▶ DATA RECORDS
<<<<

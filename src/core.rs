//! Process-wide connection registry
//!
//! Connections are registered under a name and shared as
//! `Arc<Mutex<Connection>>`. Removing or clearing closes the handles.

use std::collections::HashMap;
use std::sync::{Arc, LazyLock, Mutex, MutexGuard};

use config::{AppConfig, DatabaseConfig};
use query_object::{Connection, ConnectionError};

use crate::debug_log;

/// A registered connection, shared between callers
pub type SharedConnection = Arc<Mutex<Connection>>;

static REGISTRY: LazyLock<Mutex<HashMap<String, SharedConnection>>> =
    LazyLock::new(|| Mutex::new(HashMap::new()));

/// Name-keyed registry of connections
pub struct Connections;

impl Connections {
    fn registry() -> MutexGuard<'static, HashMap<String, SharedConnection>> {
        REGISTRY.lock().unwrap_or_else(|poisoned| poisoned.into_inner())
    }

    /// Build a connection from `config` and register it under `name`
    pub fn add_connection(config: DatabaseConfig, name: &str) -> Result<SharedConnection, ConnectionError> {
        if Self::contains(name) {
            return Err(ConnectionError::AlreadyRegistered(name.to_string()));
        }
        Self::add(name, Connection::new(config)?)
    }

    /// Register an existing connection under `name`
    pub fn add(name: &str, connection: Connection) -> Result<SharedConnection, ConnectionError> {
        let mut registry = Self::registry();
        if registry.contains_key(name) {
            return Err(ConnectionError::AlreadyRegistered(name.to_string()));
        }

        debug_log!("Registering connection {}", name);
        let shared = Arc::new(Mutex::new(connection));
        registry.insert(name.to_string(), Arc::clone(&shared));
        Ok(shared)
    }

    /// Register every connection of an application config under its key.
    ///
    /// All or nothing: on failure the connections registered by this call are
    /// removed and closed again.
    pub fn register_all(config: &AppConfig) -> Result<Vec<String>, ConnectionError> {
        let mut names: Vec<&String> = config.connections.keys().collect();
        names.sort();

        let mut registered: Vec<String> = Vec::with_capacity(names.len());
        for name in names {
            let Some(database) = config.connection(name) else {
                continue;
            };
            if let Err(err) = Self::add_connection(database.clone(), name) {
                debug_log!(
                    "Registering {} failed, rolling back {} connections",
                    name,
                    registered.len()
                );
                for added in &registered {
                    if let Some(connection) = Self::registry().remove(added) {
                        close(&connection);
                    }
                }
                return Err(err);
            }
            registered.push(name.clone());
        }
        Ok(registered)
    }

    pub fn connection(name: &str) -> Result<SharedConnection, ConnectionError> {
        Self::registry()
            .get(name)
            .cloned()
            .ok_or_else(|| ConnectionError::NotRegistered(name.to_string()))
    }

    pub fn contains(name: &str) -> bool {
        Self::registry().contains_key(name)
    }

    /// Unregister `name` and close its handle
    pub fn remove(name: &str) -> Result<(), ConnectionError> {
        let connection = Self::registry()
            .remove(name)
            .ok_or_else(|| ConnectionError::NotRegistered(name.to_string()))?;

        debug_log!("Removing connection {}", name);
        close(&connection);
        Ok(())
    }

    /// Registered names, sorted
    pub fn names() -> Vec<String> {
        let mut names: Vec<String> = Self::registry().keys().cloned().collect();
        names.sort();
        names
    }

    /// Close and unregister everything
    pub fn clear() {
        let drained: Vec<(String, SharedConnection)> = Self::registry().drain().collect();
        for (_name, connection) in drained {
            debug_log!("Removing connection {}", _name);
            close(&connection);
        }
    }
}

fn close(connection: &SharedConnection) {
    connection
        .lock()
        .unwrap_or_else(|poisoned| poisoned.into_inner())
        .close();
}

>>>>

▶ PROBLEM
Each line of the data should be reproduced exactly as it appears.

▶ WRITTEN ANSWER
filename src/core.rs
//! Process-wide connection registry
//!
//! Connections are registered under a name and shared as
//! `Arc<Mutex<Connection>>`. Removing or clearing closes the handles.

use std::collections::HashMap;
use std::sync::{Arc, LazyLock, Mutex, MutexGuard};

use config::{AppConfig, DatabaseConfig};
use query_object::{Connection, ConnectionError};

use crate::debug_log;

/// A registered connection, shared between callers
pub type SharedConnection = Arc<Mutex<Connection>>;

static REGISTRY: LazyLock<Mutex<HashMap<String, SharedConnection>>> =
    LazyLock::new(|| Mutex::new(HashMap::new()));

/// Name-keyed registry of connections
pub struct Connections;

impl Connections {
    fn registry() -> MutexGuard<'static, HashMap<String, SharedConnection>> {
        REGISTRY.lock().unwrap_or_else(|poisoned| poisoned.into_inner())
    }

    /// Build a connection from `config` and register it under `name`
    pub fn add_connection(config: DatabaseConfig, name: &str) -> Result<SharedConnection, ConnectionError> {
        if Self::contains(name) {
            return Err(ConnectionError::AlreadyRegistered(name.to_string()));
        }
        Self::add(name, Connection::new(config)?)
    }

    /// Register an existing connection under `name`
    pub fn add(name: &str, connection: Connection) -> Result<SharedConnection, ConnectionError> {
        let mut registry = Self::registry();
        if registry.contains_key(name) {
            return Err(ConnectionError::AlreadyRegistered(name.to_string()));
        }

        debug_log!("Registering connection {}", name);
        let shared = Arc::new(Mutex::new(connection));
        registry.insert(name.to_string(), Arc::clone(&shared));
        Ok(shared)
    }

    /// Register every connection of an application config under its key.
    ///
    /// All or nothing: on failure the connections registered by this call are
    /// removed and closed again.
    pub fn register_all(config: &AppConfig) -> Result<Vec<String>, ConnectionError> {
        let mut names: Vec<&String> = config.connections.keys().collect();
        names.sort();

        let mut registered: Vec<String> = Vec::with_capacity(names.len());
        for name in names {
            let Some(database) = config.connection(name) else {
                continue;
            };
            if let Err(err) = Self::add_connection(database.clone(), name) {
                debug_log!(
                    "Registering {} failed, rolling back {} connections",
                    name,
                    registered.len()
                );
                for added in &registered {
                    if let Some(connection) = Self::registry().remove(added) {
                        close(&connection);
                    }
                }
                return Err(err);
            }
            registered.push(name.clone());
        }
        Ok(registered)
    }

    pub fn connection(name: &str) -> Result<SharedConnection, ConnectionError> {
        Self::registry()
            .get(name)
            .cloned()
            .ok_or_else(|| ConnectionError::NotRegistered(name.to_string()))
    }

    pub fn contains(name: &str) -> bool {
        Self::registry().contains_key(name)
    }

    /// Unregister `name` and close its handle
    pub fn remove(name: &str) -> Result<(), ConnectionError> {
        let connection = Self::registry()
            .remove(name)
            .ok_or_else(|| ConnectionError::NotRegistered(name.to_string()))?;

        debug_log!("Removing connection {}", name);
        close(&connection);
        Ok(())
    }

    /// Registered names, sorted
    pub fn names() -> Vec<String> {
        let mut names: Vec<String> = Self::registry().keys().cloned().collect();
        names.sort();
        names
    }

    /// Close and unregister everything
    pub fn clear() {
        let drained: Vec<(String, SharedConnection)> = Self::registry().drain().collect();
        for (_name, connection) in drained {
            debug_log!("Removing connection {}", _name);
            close(&connection);
        }
    }
}

fn close(connection: &SharedConnection) {
    connection
        .lock()
        .unwrap_or_else(|poisoned| poisoned.into_inner())
        .close();
}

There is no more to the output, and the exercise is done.